Bugzilla

Christian :Biesinger (don't email me, ping me on IRC)

Comment 2

•

18 years ago

i bet we could override the pure virtual handler and cause a crash, but yeah, the result is currently this dialog with nothing useful that can be done unless you have a build w/ symbols and a debugger, you can't do anything with it.

i suspect the reason for the behavior is that standard null function pointers (which is the default internal theoretical implementation) when called result in call stacks that look like this:

0x0

-that's all-

your average debugger isn't very happy with that, and developers can't do anything with it.

compare:

_abort
_purevirt
_lame_function_that_called_pure_virt

Jesse Ruderman

Comment 3

•

18 years ago

Why would the call stack have only 0x0 on it?  That's not consistent with what I see in Talkback, etc.

Comment 4

•

18 years ago

Stroustrup says in "Design & Evolution of C++" 13.2.3 "My implementation places a pointer to a function called __pure_virtual_called in the vtbl; this function can then be defined to give a reasonable run-time error".

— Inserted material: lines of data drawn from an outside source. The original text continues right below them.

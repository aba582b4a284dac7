//! Main menu loop around a game session

use crate::battle_input::TerminalInput;
use crate::prompt::Prompt;
use anyhow::Result;
use rand::Rng;
use rpg_core::combat::BattleReport;
use rpg_core::config::GameConstants;
use rpg_core::save::list_saves;
use rpg_core::session::{ExploreOutcome, GameSession};
use rpg_core::types::EquipmentSlot;
use rpg_core::GameData;
use tracing::info;

/// New game or load; `None` when the player backs out
pub fn start<R: Rng>(
    prompt: &mut Prompt,
    data: GameData,
    constants: GameConstants,
    rng: R,
) -> Result<Option<GameSession<R>>> {
    println!("1) New game  2) Load game");
    match prompt.ask(">").as_deref() {
        Some("2") => {
            let saves = list_saves(&constants.paths.saves_dir)?;
            let Some(path) = prompt.choose("Saved games:", &saves, |p| {
                p.file_name().map_or_else(String::new, |n| n.to_string_lossy().to_string())
            }) else {
                return Ok(None);
            };
            let (session, notices) = GameSession::load(path, data, constants, rng)?;
            for notice in notices {
                println!("Unequipped {} from {}: {}", notice.item_id, notice.slot, notice.reason);
            }
            println!("Welcome back, {}.", session.player.name);
            Ok(Some(session))
        }
        Some("1") => {
            let Some(name) = prompt.ask("Name your hero:").filter(|n| !n.is_empty()) else {
                return Ok(None);
            };
            let classes: Vec<(String, String)> = data
                .classes
                .iter()
                .map(|(id, class)| (id.clone(), format!("{} - {}", class.name, class.description)))
                .collect();
            let Some((class_id, _)) = prompt.choose("Choose a class:", &classes, |(_, label)| label.clone()) else {
                return Ok(None);
            };
            let class_id = class_id.clone();
            let session = GameSession::new_game(data, constants, &name, &class_id, rng)?;
            Ok(Some(session))
        }
        _ => Ok(None),
    }
}

/// Run menus until the player quits or stdin closes
pub fn run<R: Rng>(session: &mut GameSession<R>, prompt: &mut Prompt) -> Result<()> {
    loop {
        print_status(session);
        println!("1) Explore  2) Travel  3) Challenge boss  4) Inventory  5) Equipment");
        println!("6) Shop  7) Rest  8) Tavern  9) Missions  s) Save  q) Quit");
        let Some(choice) = prompt.ask(">") else {
            return Ok(());
        };

        match choice.as_str() {
            "1" => match session.explore(&mut TerminalInput::new(prompt)) {
                ExploreOutcome::Battle(report) => print_report(&report),
                ExploreOutcome::FoundGold(gold) => println!("You found {} gold!", gold),
                ExploreOutcome::Quiet => println!("Nothing stirs."),
                ExploreOutcome::Handled => {}
            },
            "2" => travel(session, prompt),
            "3" => challenge_boss(session, prompt),
            "4" => inventory(session, prompt),
            "5" => equipment(session, prompt),
            "6" => shop(session, prompt),
            "7" => match session.rest() {
                Ok(receipt) => println!("You rest for {} gold and feel restored.", receipt.cost),
                Err(err) => println!("{}", err),
            },
            "8" => tavern(session, prompt),
            "9" => missions(session, prompt),
            "s" => {
                let path = session.save()?;
                println!("Saved to {}", path.display());
            }
            "q" => {
                info!("player quit");
                return Ok(());
            }
            other => println!("Unknown choice '{}'.", other),
        }
    }
}

fn print_status<R: Rng>(session: &GameSession<R>) {
    let player = &session.player;
    let area = session
        .area()
        .map_or(session.current_area.as_str(), |a| a.name.as_str());
    println!();
    println!(
        "== {} the {} | Lv {} ({}) | {}/{} exp | {} ==",
        player.name, player.class_data.name, player.level, player.rank, player.experience,
        player.experience_to_next, area
    );
    println!(
        "HP {}/{}  MP {}/{}  ATK {}  DEF {}  SPD {}  Gold {}",
        player.hp,
        player.effective_max_hp(),
        player.mp,
        player.effective_max_mp(),
        player.effective_attack(),
        player.effective_defense(),
        player.effective_speed(),
        player.gold
    );
}

fn print_report(report: &BattleReport) {
    for event in &report.events {
        println!("  {}", event);
    }
    for mission_id in &report.missions_completed {
        println!("Mission complete: {}", mission_id);
    }
    println!("{}", report.summary());
}

fn travel<R: Rng>(session: &mut GameSession<R>, prompt: &mut Prompt) {
    let Some(here) = session.area() else {
        return;
    };
    let exits: Vec<(String, String)> = here
        .connections
        .iter()
        .map(|id| (id.clone(), session.data.area(id).map_or_else(|| id.clone(), |a| a.name.clone())))
        .collect();
    let Some((area_id, _)) = prompt.choose("Travel to:", &exits, |(_, name)| name.clone()) else {
        return;
    };
    let area_id = area_id.clone();
    match session.travel(&area_id, &mut TerminalInput::new(prompt)) {
        Ok(outcome) => {
            if let Some(area) = session.data.area(&outcome.area) {
                println!("You arrive at {}. {}", area.name, area.description);
            }
            if let Some(report) = outcome.encounter {
                print_report(&report);
            }
        }
        Err(err) => println!("{}", err),
    }
}

fn challenge_boss<R: Rng>(session: &mut GameSession<R>, prompt: &mut Prompt) {
    let bosses: Vec<(String, String)> = session
        .area()
        .map(|a| a.possible_bosses.clone())
        .unwrap_or_default()
        .into_iter()
        .map(|id| {
            let name = session.data.bosses.get(&id).map_or_else(|| id.clone(), |b| b.base.name.clone());
            (id, name)
        })
        .collect();
    let Some((boss_id, _)) = prompt.choose("Challenge:", &bosses, |(_, name)| name.clone()) else {
        return;
    };
    let boss_id = boss_id.clone();
    match session.fight_boss(&boss_id, &mut TerminalInput::new(prompt)) {
        Ok(report) => print_report(&report),
        Err(err) => println!("{}", err),
    }
}

fn inventory<R: Rng>(session: &mut GameSession<R>, prompt: &mut Prompt) {
    for item_id in session.player.inventory.iter() {
        println!("  - {}", session.data.item_name(item_id));
    }
    let consumables: Vec<String> = session
        .player
        .inventory
        .consumables(&session.data)
        .into_iter()
        .map(|(id, _)| id.to_string())
        .collect();
    let Some(item_id) = prompt.choose("Use an item:", &consumables, |id| session.data.item_name(id).to_string())
    else {
        return;
    };
    let item_id = item_id.clone();
    match session.use_item(&item_id) {
        Ok(used) => println!("Recovered {} HP and {} MP.", used.healed, used.mp_restored),
        Err(err) => println!("{}", err),
    }
}

fn equipment<R: Rng>(session: &mut GameSession<R>, prompt: &mut Prompt) {
    for slot in EquipmentSlot::all() {
        let item = session.player.equipment.get(*slot).map_or("-", |id| session.data.item_name(id));
        println!("  {}: {}", slot, item);
    }
    println!("1) Equip  2) Unequip");
    match prompt.ask(">").as_deref() {
        Some("1") => {
            let equippable: Vec<String> = session
                .player
                .inventory
                .iter()
                .filter(|id| session.data.item(id).map_or(false, |i| i.item_type.is_equippable()))
                .cloned()
                .collect();
            let Some(item_id) = prompt.choose("Equip:", &equippable, |id| session.data.item_name(id).to_string())
            else {
                return;
            };
            let item_id = item_id.clone();
            let mut result = session.equip(&item_id, None);
            if matches!(
                result,
                Err(rpg_core::SessionError::Equip(rpg_core::EquipError::AccessorySlotsFull))
            ) {
                let slots = [EquipmentSlot::Accessory1, EquipmentSlot::Accessory2, EquipmentSlot::Accessory3];
                let Some(slot) = prompt.choose("Replace which accessory?", &slots, |s| s.to_string()) else {
                    return;
                };
                result = session.equip(&item_id, Some(*slot));
            }
            match result {
                Ok(slot) => println!("Equipped in {}.", slot),
                Err(err) => println!("{}", err),
            }
        }
        Some("2") => {
            let Some(slot) = prompt.choose("Unequip which slot?", EquipmentSlot::all(), |s| s.to_string()) else {
                return;
            };
            match session.unequip(*slot) {
                Some(item_id) => println!("Unequipped {}.", session.data.item_name(&item_id)),
                None => println!("That slot is empty."),
            }
        }
        _ => {}
    }
}

fn shop<R: Rng>(session: &mut GameSession<R>, prompt: &mut Prompt) {
    println!("1) Buy  2) Sell");
    match prompt.ask(">").as_deref() {
        Some("1") => {
            let stock: Vec<(String, String)> = session
                .data
                .items
                .iter()
                .map(|(id, item)| (id.clone(), format!("{} - {} gold", item.name, item.price)))
                .collect();
            let Some((item_id, _)) = prompt.choose("Buy:", &stock, |(_, label)| label.clone()) else {
                return;
            };
            let item_id = item_id.clone();
            match session.buy(&item_id) {
                Ok(price) => println!("Bought {} for {} gold.", session.data.item_name(&item_id), price),
                Err(err) => println!("{}", err),
            }
        }
        Some("2") => {
            let mut carried: Vec<String> = session.player.inventory.iter().cloned().collect();
            carried.sort();
            carried.dedup();
            let Some(item_id) = prompt.choose("Sell:", &carried, |id| session.data.item_name(id).to_string()) else {
                return;
            };
            let item_id = item_id.clone();
            match session.sell(&item_id) {
                Ok(price) => println!("Sold for {} gold.", price),
                Err(err) => println!("{}", err),
            }
        }
        _ => {}
    }
}

fn tavern<R: Rng>(session: &mut GameSession<R>, prompt: &mut Prompt) {
    for (idx, companion) in session.player.companions.iter().enumerate() {
        println!("  [{}] {} (level {})", idx + 1, companion.name, companion.level);
    }
    println!("1) Hire  2) Dismiss");
    match prompt.ask(">").as_deref() {
        Some("1") => {
            let hirable: Vec<(String, String)> = session
                .data
                .companions
                .iter()
                .map(|(id, def)| (id.clone(), format!("{} - {} gold", def.name, def.price)))
                .collect();
            let Some((companion_id, _)) = prompt.choose("Hire:", &hirable, |(_, label)| label.clone()) else {
                return;
            };
            let companion_id = companion_id.clone();
            match session.hire(&companion_id) {
                Ok(_) => println!("A new companion joins you."),
                Err(err) => println!("{}", err),
            }
        }
        Some("2") => {
            let Some(answer) = prompt.ask("Dismiss which number?") else {
                return;
            };
            match answer.parse::<usize>().ok().and_then(|n| n.checked_sub(1)) {
                Some(index) => match session.dismiss(index) {
                    Ok(name) => println!("{} leaves the party.", name),
                    Err(err) => println!("{}", err),
                },
                None => println!("Not a number."),
            }
        }
        _ => {}
    }
}

fn missions<R: Rng>(session: &mut GameSession<R>, prompt: &mut Prompt) {
    for (mission_id, progress) in &session.missions.progress {
        let name = session.data.missions.get(mission_id).map_or(mission_id.as_str(), |m| m.name.as_str());
        let state = if progress.completed { " (ready to claim)" } else { "" };
        println!("  {}: {}{}", name, progress.describe(), state);
    }
    println!("1) Accept  2) Claim");
    match prompt.ask(">").as_deref() {
        Some("1") => {
            let open: Vec<(String, String)> = session
                .data
                .missions
                .iter()
                .filter(|(id, _)| {
                    !session.missions.progress.contains_key(*id)
                        && !session.missions.completed_missions.contains(*id)
                })
                .map(|(id, m)| (id.clone(), format!("{} - {}", m.name, m.description)))
                .collect();
            let Some((mission_id, _)) = prompt.choose("Accept:", &open, |(_, label)| label.clone()) else {
                return;
            };
            let mission_id = mission_id.clone();
            match session.accept_mission(&mission_id) {
                Ok(()) => println!("Mission accepted."),
                Err(err) => println!("{}", err),
            }
        }
        Some("2") => {
            let ready: Vec<String> = session.missions.claimable().into_iter().map(str::to_string).collect();
            let Some(mission_id) = prompt.choose("Claim:", &ready, |id| id.clone()) else {
                return;
            };
            let mission_id = mission_id.clone();
            match session.claim_mission(&mission_id) {
                Ok(claimed) => {
                    println!(
                        "Rewards: {} exp, {} gold.",
                        claimed.reward.experience, claimed.reward.gold
                    );
                    if let Some(level_up) = claimed.level_ups.last() {
                        println!("You reached level {}!", level_up.level);
                    }
                }
                Err(err) => println!("{}", err),
            }
        }
        _ => {}
    }
}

Don't you agree that a "pure virtual function called" message is better than a "program crashed" message?

Jesse Ruderman

Comment 5

•

18 years ago

Not when it interferes with getting a stack trace.

Comment 6

•

18 years ago

if you jump to 0x0 in certain cases, then that's really the entire stack. there are a couple of crashes floating around where that's all you'll see.

the point is that the implementations decided that instead of doing that, they'd provide this purevirtualfunction and have that be the called method.

as i said, i'm pretty sure we could cause our builds to override the default impl with something talkback would catch....

Chris Thomas (CTho) [formerly cst@andrew.cmu.edu cst@yecc.com]

Comment 7

•

18 years ago

Confirming as I get this quite often on Firefox shutdown.

Status: UNCONFIRMED → NEW

Ever confirmed: true

Updated

•

18 years ago

Component: General → DOM: Events

Product: Firefox → Core

Version: unspecified → Trunk

Chris Thomas (CTho) [formerly cst@andrew.cmu.edu cst@yecc.com]

Comment 8

•

18 years ago

jesse: ctho kindly fell into this bug, so my analysis will appear here shortly.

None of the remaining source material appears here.